Cases can be viewed and managed from the
Cases Queue. It is also possible to search for Cases in the Search screen.
Overview
When data is ingested into Chronicle SOAR (usually in a form of security
alerts or events) it is wrapped inside a Case for management purposes
(tracking activity, incident response etc).
A Case will always include at
least one alert (or more if Siemplify applies grouping). Each alert contains
both the original raw data coming from the data source and the objects
Chronicle SOAR extracted based on it (Entities, enrichment etc).
The grouping of alerts is performed automatically by Chronicle SOAR regardless of the source of each alert to allow better contextual understanding of a threat.
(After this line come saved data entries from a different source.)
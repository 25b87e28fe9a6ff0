use anyhow::{Context, Result};
use ::config::{Config, File};
use serde::de::DeserializeOwned;
use std::path::Path;

/// Loads configuration from a file into a struct.
/// Supports TOML, YAML, JSON, etc. based on file extension.
pub fn load_config<T: DeserializeOwned, P: AsRef<Path>>(path: P) -> Result<T> {
    let path_str = path.as_ref().to_str().context("Invalid config path")?;

    let settings = Config::builder()
        .add_source(File::with_name(path_str))
        .build()
        .context("Failed to build configuration")?;

    settings.try_deserialize::<T>().context("Failed to deserialize configuration")
}

/// Like [`load_config`], but a missing file yields the serde defaults.
/// `CHAINSCAN_` prefixed environment variables override file values, with
/// `__` separating nested keys (`CHAINSCAN_NODE__URL`).
pub fn load_config_or_default<T: DeserializeOwned, P: AsRef<Path>>(path: P) -> Result<T> {
    let path_str = path.as_ref().to_str().context("Invalid config path")?;

    let settings = Config::builder()
        .add_source(File::with_name(path_str).required(false))
        .add_source(::config::Environment::with_prefix("CHAINSCAN").separator("__"))
        .build()
        .context("Failed to build configuration")?;

    settings.try_deserialize::<T>().context("Failed to deserialize configuration")
}
use crate::error::ScanError;
use crate::utils::converter::{parse_number, parse_timestamp};
use chrono::{DateTime, Utc};
use num_bigint::BigUint;
use serde::{Deserialize, Serialize};

// --- Source-side types ---

/// A block as reported by a `BlockSource`, before normalization.
#[derive(Debug, Clone, Serialize, Deserialize, Default, PartialEq, Eq)]
pub struct BlockInfo {
    pub hash: String,
    pub parent_hash: String,
    /// Decimal or `0x`-prefixed hex.
    pub height: String,
    /// Seconds since epoch, decimal or `0x`-prefixed hex.
    pub timestamp: String,
    pub transactions: Vec<SourceTransaction>,
}

#[derive(Debug, Clone, Serialize, Deserialize, Default, PartialEq, Eq)]
pub struct SourceTransaction {
    pub tx_id: String,
    /// Witness hash where the chain distinguishes it, otherwise equal to `tx_id`.
    pub tx_hash: String,
    pub vin_size: u64,
    pub vout_size: u64,
    pub pack_time: i64,
}

// --- Ledger records ---

/// Persisted block row.
#[derive(Debug, Clone, Serialize, Deserialize, Default, PartialEq, Eq)]
pub struct BlockRecord {
    /// Assigned by the store on insert, zero until then.
    pub id: u64,
    pub height: BigUint,
    pub hash: String,
    pub parent_hash: String,
    pub created_at: i64,
    pub is_fork: bool,
}

impl BlockRecord {
    /// Normalizes a source block into an unsaved, non-fork record.
    pub fn from_info(info: &BlockInfo) -> Result<Self, ScanError> {
        if info.height.trim().is_empty() {
            return Err(ScanError::InvalidBlock(format!(
                "block {} has an empty height",
                info.hash
            )));
        }
        if info.hash.is_empty() {
            return Err(ScanError::InvalidBlock(format!(
                "block at height {} has an empty hash",
                info.height
            )));
        }

        let height = parse_number(&info.height)
            .map_err(|e| ScanError::InvalidBlock(format!("block {}: {:#}", info.hash, e)))?;
        let created_at = parse_timestamp(&info.timestamp)
            .map_err(|e| ScanError::InvalidBlock(format!("block {}: {:#}", info.hash, e)))?;

        Ok(Self {
            id: 0,
            height,
            hash: info.hash.clone(),
            parent_hash: info.parent_hash.clone(),
            created_at,
            is_fork: false,
        })
    }

    pub fn datetime(&self) -> DateTime<Utc> {
        DateTime::from_timestamp(self.created_at, 0).unwrap_or_default()
    }

    /// Height the scanner should fetch after this block.
    pub fn next_height(&self) -> BigUint {
        &self.height + 1u32
    }
}

/// Persisted transaction row, always written together with its block.
#[derive(Debug, Clone, Serialize, Deserialize, Default, PartialEq, Eq)]
pub struct TransactionRecord {
    pub id: u64,
    pub block_hash: String,
    pub tx_id: String,
    pub tx_hash: String,
    pub vin_size: u64,
    pub vout_size: u64,
    pub pack_time: i64,
    pub height: BigUint,
    pub is_fork: bool,
}

impl TransactionRecord {
    pub fn from_source(block: &BlockRecord, tx: &SourceTransaction) -> Self {
        Self {
            id: 0,
            block_hash: block.hash.clone(),
            tx_id: tx.tx_id.clone(),
            tx_hash: tx.tx_hash.clone(),
            vin_size: tx.vin_size,
            vout_size: tx.vout_size,
            pack_time: tx.pack_time,
            height: block.height.clone(),
            is_fork: false,
        }
    }
}

#[cfg(test)]
mod tests {
    use super::*;

    fn info(height: &str, timestamp: &str) -> BlockInfo {
        BlockInfo {
            hash: "00aa".to_string(),
            parent_hash: "0099".to_string(),
            height: height.to_string(),
            timestamp: timestamp.to_string(),
            transactions: vec![],
        }
    }

    #[test]
    fn test_from_info_decimal() {
        let record = BlockRecord::from_info(&info("101", "1600000000")).unwrap();
        assert_eq!(record.height, BigUint::from(101u32));
        assert_eq!(record.created_at, 1_600_000_000);
        assert_eq!(record.id, 0);
        assert!(!record.is_fork);
        assert_eq!(record.next_height(), BigUint::from(102u32));
    }

    #[test]
    fn test_from_info_hex() {
        let record = BlockRecord::from_info(&info("0x65", "0x5f5e1000")).unwrap();
        assert_eq!(record.height, BigUint::from(101u32));
        assert_eq!(record.created_at, 0x5f5e1000);
    }

    #[test]
    fn test_from_info_empty_height_is_contract_violation() {
        let err = BlockRecord::from_info(&info("", "1")).unwrap_err();
        assert!(matches!(err, ScanError::InvalidBlock(_)));
        assert!(err.is_terminal());
    }

    #[test]
    fn test_from_info_garbage_height() {
        let err = BlockRecord::from_info(&info("12z", "1")).unwrap_err();
        assert!(matches!(err, ScanError::InvalidBlock(_)));
    }

    #[test]
    fn test_transaction_inherits_block_fields() {
        let block = BlockRecord::from_info(&info("7", "10")).unwrap();
        let tx = SourceTransaction {
            tx_id: "t1".into(),
            tx_hash: "w1".into(),
            vin_size: 2,
            vout_size: 3,
            pack_time: 10,
        };
        let record = TransactionRecord::from_source(&block, &tx);
        assert_eq!(record.block_hash, "00aa");
        assert_eq!(record.height, BigUint::from(7u32));
        assert_eq!(record.tx_hash, "w1");
        assert!(!record.is_fork);
    }
}
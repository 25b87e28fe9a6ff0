use anyhow::{Context, Result};
use async_trait::async_trait;
use chainscan_common::traits::{CommitSummary, LedgerBatch, LedgerStore};
use chainscan_common::types::{BlockRecord, TransactionRecord};
use chainscan_common::utils::codec;
use chainscan_common::utils::db_keys::{
    block_hash_to_db_key, created_index_key, hash_from_created_index, hash_from_height_index,
    height_index_key, height_key, tx_key, tx_prefix,
};
use chainscan_common::StoreError;
use num_bigint::BigUint;
use serde::{Deserialize, Serialize};
use sled::transaction::{
    ConflictableTransactionError, ConflictableTransactionResult, TransactionError, TransactionalTree,
};
use sled::{Transactional, Tree};
use std::path::PathBuf;
use tracing::{debug, info};

const BLOCKS_TREE: &str = "blocks";
const HEIGHTS_TREE: &str = "heights";
const CREATED_TREE: &str = "created";
const TRANSACTIONS_TREE: &str = "transactions";

/// Storage configuration
#[derive(Debug, Clone, Serialize, Deserialize)]
pub struct StorageConfig {
    #[serde(default = "default_path")]
    pub path: PathBuf,

    /// Page cache size in bytes
    #[serde(default = "default_cache_capacity")]
    pub cache_capacity: u64,
}

impl Default for StorageConfig {
    fn default() -> Self {
        Self {
            path: default_path(),
            cache_capacity: default_cache_capacity(),
        }
    }
}

fn default_path() -> PathBuf { PathBuf::from("data/chainscan") }
fn default_cache_capacity() -> u64 { 64 * 1024 * 1024 }

/// Block and transaction ledger on top of sled.
///
/// Trees:
/// - `blocks`: hash -> block record
/// - `heights`: height ‖ hash -> ()
/// - `created`: created_at ‖ height ‖ hash -> ()
/// - `transactions`: block hash ‖ '#' ‖ tx id -> transaction record
#[derive(Clone)]
pub struct SledLedger {
    db: sled::Db,
    blocks: Tree,
    heights: Tree,
    created: Tree,
    transactions: Tree,
}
Security analysts then can:
- Understand the threat presented by the case
- Review the case graph for more context (via the Explore button)
- Review enrichment collected manually or with automation
- Review the tasks performed on the case (with Case Wall)
- Manage the case as a ticket (close, re-open, merge, tag, track history, report and more)
- Run actions and playbooks on the alerts in the case
Example
Let’s read a case and close it.
- Navigate to Cases, click the + sign above the cases queue and select Simulate Cases.
- Select the Zero to Hero case and click Create.
-
Choose an Environment from the drop-down list and click Simulate.
- Click on the Email case in your queue.
- To assign the case – select a team or a user from the dropdown on the right side of the Case Top Bar (in this case, assign it to yourself).
- The Case Wall tab has now a new entry that shows that the case was reassigned.
-
Go back to the Case Overview tab and check out the:
- Name and time of the alert
- A list of Entities Highlights are displayed. Entities marked in red are suspicious.
- We found malicious activity in the case – let’s mark it as an incident from the Case Actions menu on the right (this will also adjust the priority of the case).
-
Playbooks are attached to alerts. To view a playbook, click on one of the
Alerts in the case (remember, you might have several alerts).
- Click on the steps of the playbook to see more info about the actions.
- Assuming you handled the threat with success, close the case by clicking Close Case button on top and then filling out the reasons in the dialog box.